So on the 3.69% tracker (3.19% over the base rate) I have that is about to expire and move to the 3.99% SMR. I'm able to move to something like a new 2 year tracker at 1.34% with £900 fees, or 1.74% without. Or there's a "Flexclusive" deal for current account holders of 3 years at 1.79% over the base (so 2.29%) with no fees. That one instantly saves £60 a month from staying on the SMR.
Alternatively there's fixed rates:
2 years
1.84% + £900 fee
2.24% no fees
3 years
2.29% £900 fee
2.59% no fees
I really don't understand the fixed rates with fees associated with them. Yes you get a better rate but you save less money over the term? For example, taking the two 2 year fixed options above. At 1.84% I would save £900 a year, so over 2 years £1,800 but I've paid half of that back in fees.
At the 2.24% rate I would save £763 per year, so £1526 over 2 years, and no fees applicable. So why would anyone pay that £900 fee, or am I missing something.
With all of the above, they all would return to the SMR which is currently 3.99%. ERC remain 3% on 2 or 3 year deals (goes up to 4% and 5% for 4/5 year deals), and standard overpayments allowances apply.
Just seen this for ERC on that 3 year Flexclusive Tracker deal
"No Early Repayment Charge, allowing unlimited overpayments and penalty free switching No Early Repayment Charges, so you can overpay by as much as you like, when you like, or switch your deal at any time without incurring any charges"
That's gotta be the best option for me here. You think? Saves £720 per year, no fees and no Early Repayment Charges
Might have to look into moving the largest mortgage onto this too.0 -
bylromarha wrote: »Have you played with all the overpayment calculators?
I'd advise throwing the money at the biggest debt, presume you can overpay by a little per month? Is it worth dripping the money in this way?
I'd also getting a redemption statement to see just how much it would cost you to switch the mortgage to a lower rate, and see if it's cheaper for you in the longer term.
Thanks. I've had a little look at the others this morning. It's a little difficult to way everything up into one analysis though since there isn't a calculator out there for someone with 3 different mortgages on the go.
So you think dripping £500-£1500 a month into 1-3 accounts may be the way forward rather than paying off a lump sum.
I spoke to someone at my Nationwide branch yesterday but there's only so much they can help with. I need to call the Head Office and get a redemption statement like you suggest0 -
with fee based deals it depends what you owe so for some the fee is worth it others not. the higher the debt the more likely the fee deal is worth it.
What are the follow on rates on the deals this is critical to the choices.0 -
getmore4less wrote: »with fee based deals it depends what you owe so for some the fee is worth it others not. the higher the debt the more likely the fee deal is worth it.

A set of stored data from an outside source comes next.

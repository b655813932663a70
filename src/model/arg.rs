use std::path::PathBuf;

use clap::{Args, Parser, Subcommand};

use super::config::{ContextGenerationMethod, LoadConfig, OutputFormat, RetryPolicy, ShapeProfile};
use crate::token::DEFAULT_TOKENIZE_MODEL;

/// Provisioned throughput 压测工具
#[derive(Parser, Debug)]
#[command(name = "ptu-bench", version)]
pub struct Cli {
    #[command(subcommand)]
    pub command: Command,
}

#[derive(Subcommand, Debug)]
pub enum Command {
    /// 运行负载生成
    Load(LoadArgs),
    /// 统计文本或 chat 消息的 token 数
    Tokenize(TokenizeArgs),
}

/// load 子命令参数
///
/// 所有选项均为可选覆盖项，未指定时使用配置文件或默认值
#[derive(Args, Debug, Default)]
pub struct LoadArgs {
    /// 部署的基础地址
    pub endpoint: Option<String>,

    /// 配置文件路径
    #[arg(long)]
    pub config: Option<PathBuf>,

    /// 部署名称
    #[arg(short = 'e', long)]
    pub deployment: Option<String>,

    #[arg(short = 'a', long)]
    pub api_version: Option<String>,

    /// 存放 API 密钥的环境变量名
    #[arg(short = 'k', long)]
    pub api_key_env: Option<String>,

    /// 并发上限
    #[arg(short = 'c', long)]
    pub clients: Option<usize>,

    /// 逻辑请求总数
    #[arg(short = 'n', long)]
    pub requests: Option<u64>,

    /// 运行时长（秒）
    #[arg(short = 'd', long)]
    pub duration: Option<u64>,

    /// 目标速率（RPM）
    #[arg(short = 'r', long)]
    pub rate: Option<f64>,

    /// 统计滑动窗口（秒）
    #[arg(short = 'w', long)]
    pub aggregation_window: Option<f64>,

    #[arg(long, value_enum)]
    pub context_generation_method: Option<ContextGenerationMethod>,

    /// 回放消息 JSON 文件
    #[arg(long)]
    pub replay_path: Option<PathBuf>,

    #[arg(short = 's', long, value_enum)]
    pub shape_profile: Option<ShapeProfile>,

    #[arg(short = 'p', long)]
    pub context_tokens: Option<u32>,

    #[arg(short = 'm', long)]
    pub max_tokens: Option<u32>,

    #[arg(long)]
    pub prevent_server_caching: Option<bool>,

    #[arg(short = 'i', long)]
    pub completions: Option<u32>,

    #[arg(long, allow_hyphen_values = true)]
    pub frequency_penalty: Option<f32>,

    #[arg(long, allow_hyphen_values = true)]
    pub presence_penalty: Option<f32>,

    #[arg(long)]
    pub temperature: Option<f32>,

    #[arg(long)]
    pub top_p: Option<f32>,

    #[arg(short = 'f', long, value_enum)]
    pub output_format: Option<OutputFormat>,

    #[arg(short = 't', long, value_enum)]
    pub retry: Option<RetryPolicy>,

    /// HTTP 代理地址
    #[arg(long = "proxy")]
    pub proxy_url: Option<String>,

    /// 单次 HTTP 调用超时（秒）
    #[arg(long)]
    pub request_timeout: Option<u64>,
}

/// tokenize 子命令参数
#[derive(Args, Debug)]
pub struct TokenizeArgs {
    /// 待统计的文本或 chat 消息 JSON，缺省时读取标准输入
    pub text: Option<String>,

    /// 按哪个模型的词表统计
    #[arg(short = 'm', long, default_value = DEFAULT_TOKENIZE_MODEL)]
    pub model: String,
}

macro_rules! override_some {
    ($config:ident, $args:ident, $($field:ident),+ $(,)?) => {
        $(
            if let Some(v) = $args.$field {
                $config.$field = v;
            }
        )+
    };
}

macro_rules! override_option {
    ($config:ident, $args:ident, $($field:ident),+ $(,)?) => {
        $(
            if $args.$field.is_some() {
                $config.$field = $args.$field;
            }
        )+
    };
}

impl LoadArgs {
    /// 加载配置文件（如果指定），再用命令行参数覆盖
    pub fn into_config(self) -> anyhow::Result<LoadConfig> {
        let mut config = match &self.config {
            Some(path) => LoadConfig::load(path)?,
            None => LoadConfig::default(),
        };
        self.apply_to(&mut config);
        Ok(config)
    }

    fn apply_to(self, config: &mut LoadConfig) {
        let args = self;
        override_some!(
            config,
            args,
            endpoint,
            deployment,
            api_version,
            api_key_env,
            aggregation_window,
            context_generation_method,
            shape_profile,
            prevent_server_caching,
            completions,
            output_format,
            retry,
            request_timeout,
        );
        override_option!(
            config,
            args,
            clients,
            requests,
            duration,
            rate,
            replay_path,
            context_tokens,
            max_tokens,
            frequency_penalty,
            presence_penalty,
            temperature,
            top_p,
            proxy_url,
        );
    }
}

#[cfg(test)]
mod tests {
    use super::*;

    #[test]
    fn test_parse_load_command() {
        let cli = Cli::try_parse_from([
            "ptu-bench",
            "load",
            "https://example.openai.azure.com",
            "--deployment",
            "gpt-4",
            "--rate",
            "120",
            "--retry",
            "exponential",
            "--shape-profile",
            "custom",
            "--context-tokens",
            "1000",
            "--frequency-penalty",
            "-1.5",
        ])
        .unwrap();

        let Command::Load(args) = cli.command else {
            panic!("应该解析为 load 子命令");
        };
        let config = args.into_config().unwrap();
        assert_eq!(config.endpoint, "https://example.openai.azure.com");
        assert_eq!(config.deployment, "gpt-4");
        assert_eq!(config.rate, Some(120.0));
        assert_eq!(config.retry, RetryPolicy::Exponential);
        assert_eq!(config.shape_profile, ShapeProfile::Custom);
        assert_eq!(config.context_tokens, Some(1000));
        assert_eq!(config.frequency_penalty, Some(-1.5));
        // 未指定的字段保持默认值
        assert_eq!(config.api_version, "2023-05-15");
        assert_eq!(config.aggregation_window, 60.0);
    }

    #[test]
    fn test_args_override_config_file() {
        let dir = tempfile::tempdir().unwrap();
        let path = dir.path().join("bench.json");
        std::fs::write(&path, r#"{"deployment": "from-file", "rate": 30, "clients": 8}"#).unwrap();

        let args = LoadArgs {
            config: Some(path),
            rate: Some(90.0),
            ..Default::default()
        };
        let config = args.into_config().unwrap();
        assert_eq!(config.deployment, "from-file");
        assert_eq!(config.rate, Some(90.0));
        assert_eq!(config.clients, Some(8));
    }

    #[test]
    fn test_parse_tokenize_command() {
        let cli = Cli::try_parse_from(["ptu-bench", "tokenize", "hello world"]).unwrap();
        match cli.command {
            Command::Tokenize(args) => {
                assert_eq!(args.text.as_deref(), Some("hello world"));
                assert_eq!(args.model, "gpt-4");
            }
            _ => panic!("应该解析为 tokenize 子命令"),
        }
    }

    #[test]
    fn test_parse_tokenize_model() {
        let cli = Cli::try_parse_from(["ptu-bench", "tokenize", "-m", "gpt-3.5-turbo", "hi"]).unwrap();
        let Command::Tokenize(args) = cli.command else {
            panic!("应该解析为 tokenize 子命令");
        };
        assert_eq!(args.model, "gpt-3.5-turbo");
        assert_eq!(args.text.as_deref(), Some("hi"));
    }
}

What are the follow on rates on the deals this is critical to the choices.
Ah I see, so I should ignore all with rates really then. They all appear to halve my savings.
The follow on rates for every deal is the same, they all go to the standard, current 3.99% SMR.
So whilst I was more concerned about holding out for that 2.5% BMR in 3 years time (that probably won't be there anyway), I could take 2.29% right now and in 3 years look for another deal that beats the 3.99% SMR. Which can't be that hard to find seeing as all 2-3 year deal today hammer that rate0 -
As for drip feed. if you have say £500 with 3 options,
1.overpay the 5.34 penalty free
2.overpay the 5.34 with penalty
3. overpay the 3.99 without penalty
you save 1.35% on 1 over 3 and if the penalty is say 1.75%(I think that info is still missing?)
so for £500
1. save 2.22pm
2. pay an extra £8.75
3. save 1.66
So if you pay the penalty it takes £8.75/(£2.22-£1.66) = 15 months to recover the money.
This says if overpaying the 5.34% you should keep back at least 15 months worth of £500 pm overpayments (either from the lump sum or your overpayment funds0 -
Ah I see, so I should ignore all with rates really then. They all appear to halve my savings.
The follow on rates for every deal is the same, they all go to the standard, current 3.99% SMR.
So whilst I was more concerned about holding out for that 2.5% BMR in 3 years time (that probably won't be there anyway), I could take 2.29% right now and in 3 years look for another deal that beats the 3.99% SMR. Which can't be that hard to find seeing as all 2-3 year deal today hammer that rate
although the 2.5 rate won't be there is will(probably) be cheaper than any other follow on rate.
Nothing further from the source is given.